Cystic Fibrosis Mutation Database: Mutation Detail

Mutation Details for c.890G>A

cDNA Name	c.890G>A
Protein Name	p.Arg297Gln
Exon or Intron	exon 8
Legacy Exon or Intron	exon 7
Legacy Name	R297Q
Other Details	This charge from a basic to an uncharged amino acid is probably consistent with disease and the mutation occurs at a CG dinucleotide, a known mutation hot spot. This mutation was detected in 2 sibs with CF and is associated with an X2 K1 haplotype, the other mutation in this family is also on a X2 K1 haplotype and is undefined. In the original report, R297Q was not detected in a further 54 CF chromosomes with an unidefined mutations and 50 normal chromosomes, all samples were of Northern Irish origin. Dubourg argued that R297Q is a rare polymorphism rather than a deleterious mutation as usually reported. The first supportive evidence came from a family where R297Q was associated with two of the most severe molecular defects DF508 or N1303K on healthy subjects (DORVAL, JEZEQUEL, CHAUVEL, DUBOURG et al. (1995) Human Mutation, 6 : 334-335).

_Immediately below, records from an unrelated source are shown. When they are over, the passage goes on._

use std::path::PathBuf;

use chrono::{Duration, NaiveDate};
use ratatui::widgets::TableState;

use crate::calendar::{build_index, tasks_on_date, MonthGrid, PriorityIndex};
use crate::clock::Clock;
use crate::commands::{add_task, build_draft, build_patch, edit_task, remove_task, set_completed, TaskInput};
use crate::error::Result;
use crate::models::{default_time_input, to_twelve_hour, Category, TaskId, TaskRecord};
use crate::ordering::{visible, TaskFilter};
use crate::storage::TaskStore;

use super::prefs::ViewPrefs;

#[derive(Debug, Clone, Copy, PartialEq)]
pub enum InputMode {
    Normal,
    Editing,
    Adding,
    Searching,
}

#[derive(Debug, Clone, Copy, PartialEq)]
pub enum ViewMode {
    Tasks,
    Calendar,
}

#[derive(Debug, Clone, Copy, PartialEq)]
pub enum InputField {
    None,
    Text,
    Due,
    Time,
    Category,
    Priority,
    Emoji,
}

/// Steps of the "Add Task" wizard, in order.
#[derive(Debug, Clone, Copy, PartialEq)]
pub enum AddStep {
    Text,
    Due,
    Time,
    Category,
    Priority,
    Repeat,
    Emoji,
}

impl AddStep {
    fn next(&self) -> Option<AddStep> {
        match self {
            AddStep::Text => Some(AddStep::Due),
            AddStep::Due => Some(AddStep::Time),
            AddStep::Time => Some(AddStep::Category),
            AddStep::Category => Some(AddStep::Priority),
            AddStep::Priority => Some(AddStep::Repeat),
            AddStep::Repeat => Some(AddStep::Emoji),
            AddStep::Emoji => None,
        }
    }

    pub fn prompt(&self) -> &'static str {
        match self {
            AddStep::Text => "Add Task: Enter Text",
            AddStep::Due => "Add Task: Enter Due Date (YYYY-MM-DD, optional)",
            AddStep::Time => "Add Task: Enter Time (H:MM am/pm, optional)",
            AddStep::Category => "Add Task: Category (work/personal/exercise/rest, optional)",
            AddStep::Priority => "Add Task: Priority (high/medium/low, optional)",
            AddStep::Repeat => "Add Task: Repeat (daily/weekly/monthly/weekdays, optional)",
            AddStep::Emoji => "Add Task: Emoji (optional)",
        }
    }
}

/// State for the multi-step "Add Task" wizard.
#[derive(Debug, Clone)]
pub struct AddState {
    pub input: TaskInput,
    pub step: AddStep,
}

impl Default for AddState {
    fn default() -> Self {
        Self {
            input: TaskInput::default(),
            step: AddStep::Text,
        }
    }
}

pub struct App {
    store: Box<dyn TaskStore>,
    clock: Box<dyn Clock>,
    occurrences: usize,
    /// Last list fetched from the store. Never edited locally.
    pub tasks: Vec<TaskRecord>,
    /// `tasks` after sorting and filtering.
    pub shown: Vec<TaskRecord>,
    pub index: PriorityIndex,
    pub filter: TaskFilter,
    pub state: TableState,
    pub view_mode: ViewMode,
    pub input_mode: InputMode,
    pub input_field: InputField,
    pub input_buffer: String,
    pub target_id: Option<TaskId>,
    pub add_state: AddState,
    pub month: MonthGrid,
    pub selected_date: NaiveDate,
    /// Tasks due on `selected_date`.
    pub day_tasks: Vec<TaskRecord>,
    /// Last error or confirmation shown to the user.
    pub status: Option<String>,
    /// Where the category filter and date view are remembered.
    prefs_path: Option<PathBuf>,
}

impl App {
    /// Creates a new App instance and loads initial data.
    pub fn new(store: Box<dyn TaskStore>, clock: Box<dyn Clock>, occurrences: usize) -> App {
        let today = clock.today();
        let mut app = App {
            store,
            clock,
            occurrences,
            tasks: Vec::new(),
            shown: Vec::new(),
            index: PriorityIndex::new(),
            filter: TaskFilter::default(),
            state: TableState::default(),
            view_mode: ViewMode::Tasks,
            input_mode: InputMode::Normal,
            input_field: InputField::None,
            input_buffer: String::new(),
            target_id: None,
            add_state: AddState::default(),
            month: MonthGrid::containing(today),
            selected_date: today,
            day_tasks: Vec::new(),
            status: None,
            prefs_path: None,
        };
        app.reload();
        app
    }

    /// Restores the last category filter and date view from `path`, and
    /// saves them there whenever they change.
    pub fn remember_filters(mut self, path: PathBuf) -> App {
        let prefs = ViewPrefs::load(&path);
        self.filter.category = prefs.category;
        self.filter.date_view = prefs.date_view;
        self.prefs_path = Some(path);
        self.refresh_views();
        self
    }

    fn save_filters(&self) {
        if let Some(path) = &self.prefs_path {
            let prefs = ViewPrefs {
                category: self.filter.category,
                date_view: self.filter.date_view,
            };
            if let Err(err) = prefs.save(path) {
                tracing::warn!(error = %err, path = %path.display(), "could not save view preferences");
            }
        }
    }

    pub fn today(&self) -> NaiveDate {
        self.clock.today()
    }

    /// Fetches the authoritative list and recomputes every derived view.
    pub fn reload(&mut self) {
        match self.store.list() {
            Ok(tasks) => self.tasks = tasks,
            Err(err) => {
                tracing::error!(error = %err, "could not load tasks");
                self.status = Some(format!("Error: {err}"));
            }
        }
        self.refresh_views();
    }

    /// Re-applies filter, calendar index and day list to the current snapshot.
    fn refresh_views(&mut self) {
        self.shown = visible(&self.tasks, &self.filter, self.clock.today());
        self.index = build_index(&self.tasks);
        self.day_tasks = tasks_on_date(&self.tasks, self.selected_date);

        let len = self.rows().len();
        if len == 0 {
            self.state.select(None);
        } else if let Some(i) = self.state.selected() {
            if i >= len {
                self.state.select(Some(len - 1));
            }
        } else {
            self.state.select(Some(0));
        }
    }

    /// Shows the outcome of a mutation, then re-fetches from the store.
    fn report<T>(&mut self, result: Result<T>, success: impl FnOnce(&T) -> String) {
        match &result {
            Ok(value) => self.status = Some(success(value)),
            Err(err) if err.is_validation() => {
                tracing::warn!(error = %err, "rejected input");
                self.status = Some(format!("Error: {err}"));
            }
            Err(err) => {
                tracing::error!(error = %err, "task operation failed");
                self.status = Some(format!("Error: {err}"));
            }
        }
        self.reload();
    }

    fn rows(&self) -> &[TaskRecord] {
        match self.view_mode {
            ViewMode::Tasks => &self.shown,
            ViewMode::Calendar => &self.day_tasks,
        }
    }

    pub fn selected_task(&self) -> Option<&TaskRecord> {
        self.state.selected().and_then(|i| self.rows().get(i))
    }

    /// Selects the next item in the current list.
    pub fn next(&mut self) {
        let len = self.rows().len();
        if len == 0 {
            return;
        }
        let i = match self.state.selected() {
            Some(i) if i + 1 < len => i + 1,
            _ => 0,
        };
        self.state.select(Some(i));
    }

    /// Selects the previous item in the current list.
    pub fn previous(&mut self) {
        let len = self.rows().len();
        if len == 0 {
            return;
        }
        let i = match self.state.selected() {
            Some(0) | None => len - 1,
            Some(i) => i - 1,
        };
        self.state.select(Some(i));
    }

    /// Flips the completed flag of the selected task.
    pub fn toggle_selected(&mut self) {
        if let Some((id, completed)) = self.selected_task().map(|t| (t.id, t.completed)) {
            let result = set_completed(self.store.as_mut(), id, !completed);
            self.report(result, |t| {
                if t.completed {
                    format!("Task {} done", t.id)
                } else {
                    format!("Task {} pending", t.id)
                }
            });
        }
    }

    /// Deletes the currently selected task.
    pub fn delete_selected(&mut self) {
        if let Some(id) = self.selected_task().map(|t| t.id) {
            let result = remove_task(self.store.as_mut(), id);
            self.report(result, |_| format!("Task {id} removed"));
        }
    }

    /// Toggles between the task list and the calendar.
    pub fn toggle_view(&mut self) {
        self.view_mode = match self.view_mode {
            ViewMode::Tasks => ViewMode::Calendar,
            ViewMode::Calendar => ViewMode::Tasks,
        };
        self.state.select(if self.rows().is_empty() { None } else { Some(0) });
    }

    /// Cycles the category filter through every category.
    pub fn cycle_category(&mut self) {
        let variants = Category::variants();
        let pos = variants.iter().position(|c| *c == self.filter.category).unwrap_or(0);
        self.filter.category = variants[(pos + 1) % variants.len()];
        self.save_filters();
        self.refresh_views();
    }

    pub fn cycle_date_view(&mut self) {
        self.filter.date_view = self.filter.date_view.next();
        self.save_filters();
        self.refresh_views();
    }

    pub fn toggle_completed_visibility(&mut self) {
        self.filter.show_completed = !self.filter.show_completed;
        self.refresh_views();
    }

    pub fn start_search(&mut self) {
        self.input_mode = InputMode::Searching;
        self.input_buffer = self.filter.query.clone();
    }

    /// Live search: the filter follows the buffer as it is typed.
    pub fn update_search(&mut self) {
        self.filter.query = self.input_buffer.clone();
        self.refresh_views();
    }

    /// Moves the calendar selection by `days`, following into other months.
    pub fn move_day(&mut self, days: i64) {
        if let Some(date) = self.selected_date.checked_add_signed(Duration::days(days)) {
            self.select_date(date);
        }
    }

    pub fn shift_month(&mut self, delta: i32) {
        self.month = self.month.shift(delta);
        let first = self.month.first_day();
        self.select_date(first);
    }

    pub fn select_date(&mut self, date: NaiveDate) {
        self.selected_date = date;
        self.month = MonthGrid::containing(date);
        self.refresh_views();
        if self.view_mode == ViewMode::Calendar {
            self.state.select(if self.day_tasks.is_empty() { None } else { Some(0) });
        }
    }

    /// Initiates the "Add Task" wizard.
    pub fn start_add(&mut self) {
        self.input_mode = InputMode::Adding;
        self.add_state = AddState::default();
        self.input_buffer.clear();
    }

    /// Initiates editing of a specific field for the selected task.
    pub fn start_edit(&mut self, field: InputField) {
        let Some(t) = self.selected_task().cloned() else { return };
        self.target_id = Some(t.id);
        self.input_mode = InputMode::Editing;
        self.input_field = field;

        // Pre-fill buffer for editing
        self.input_buffer = match field {
            InputField::Text => t.text.clone(),
            InputField::Due => t.due_date.map(|d| d.format("%Y-%m-%d").to_string()).unwrap_or_default(),
            InputField::Time => t
                .due_time
                .map(|time| {
                    let (clock, meridiem) = to_twelve_hour(time);
                    format!("{clock} {meridiem}")
                })
                .unwrap_or_default(),
            InputField::Category => t.category.to_string(),
            InputField::Priority => t.priority.to_string(),
            InputField::Emoji => t.emoji.clone().unwrap_or_default(),
            InputField::None => String::new(),
        };
    }

    pub fn cancel_input(&mut self) {
        if self.input_mode == InputMode::Searching {
            self.input_buffer.clear();
            self.update_search();
        }
        self.input_mode = InputMode::Normal;
        self.input_field = InputField::None;
        self.input_buffer.clear();
    }

    /// Handles text input based on the current mode.
    pub fn handle_input(&mut self) {
        match self.input_mode {
            InputMode::Adding => self.handle_adding_input(),
            InputMode::Editing => self.handle_editing_input(),
            InputMode::Searching => {
                self.update_search();
                self.input_mode = InputMode::Normal;
            }
            InputMode::Normal => {}
        }
    }

    /// Handles input for the "Add Task" wizard.
    fn handle_adding_input(&mut self) {
        let value = std::mem::take(&mut self.input_buffer);
        let value = Some(value.trim().to_string()).filter(|v| !v.is_empty());
        let input = &mut self.add_state.input;
        match self.add_state.step {
            AddStep::Text => {
                if value.is_none() {
                    return;
                }
                input.text = value;
            }
            AddStep::Due => input.due = value,
            AddStep::Time => input.time = value,
            AddStep::Category => input.category = value,
            AddStep::Priority => input.priority = value,
            AddStep::Repeat => input.repetition = value,
            AddStep::Emoji => input.emoji = value,
        }

        match self.add_state.step.next() {
            Some(step) => {
                self.add_state.step = step;
                self.input_buffer = self.prefill(step);
            }
            None => self.finish_add(),
        }
    }

    /// Suggested value for a wizard step.
    fn prefill(&self, step: AddStep) -> String {
        match step {
            AddStep::Due if self.view_mode == ViewMode::Calendar => {
                self.selected_date.format("%Y-%m-%d").to_string()
            }
            AddStep::Time => {
                let (clock, meridiem) = default_time_input(self.clock.as_ref());
                format!("{clock} {meridiem}")
            }
            _ => String::new(),
        }
    }

    fn finish_add(&mut self) {
        self.input_mode = InputMode::Normal;
        let draft = build_draft(&self.add_state.input);
        let result = draft.and_then(|draft| add_task(self.store.as_mut(), &draft, self.occurrences));
        self.report(result, |created| match created.len() {
            1 => "Task added".to_string(),
            n => format!("{n} occurrences added"),
        });
    }

    /// Handles input for the "Edit Task" mode.
    fn handle_editing_input(&mut self) {
        let Some(id) = self.target_id else { return };
        let value = Some(std::mem::take(&mut self.input_buffer));
        let mut input = TaskInput::default();
        match self.input_field {
            InputField::Text => input.text = value,
            InputField::Due => input.due = value,
            InputField::Time => input.time = value,
            InputField::Category => input.category = value,
            InputField::Priority => input.priority = value,
            InputField::Emoji => input.emoji = value,
            InputField::None => {}
        }
        self.input_mode = InputMode::Normal;
        self.input_field = InputField::None;

        let result = build_patch(&input, None).and_then(|patch| edit_task(self.store.as_mut(), id, &patch));
        self.report(result, |t| format!("Task {} updated", t.id));
    }
}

More recently, Dubourg et al. identified the same aminoacid change (R297Q) in association with the 574delA mutation in an healthy subject. (Christèle DUBOURG, Laboratoire de GENETIQUE MOLECULAIRE, CHRU PONTCHAILLOU, 35033 RENNES Cedex FRANCE; Tel : 33.2.99.28.41.31; Fax : 33.2.99.28.41.85; E-mail : blayau@sunaimed.univ-rennes1.fr )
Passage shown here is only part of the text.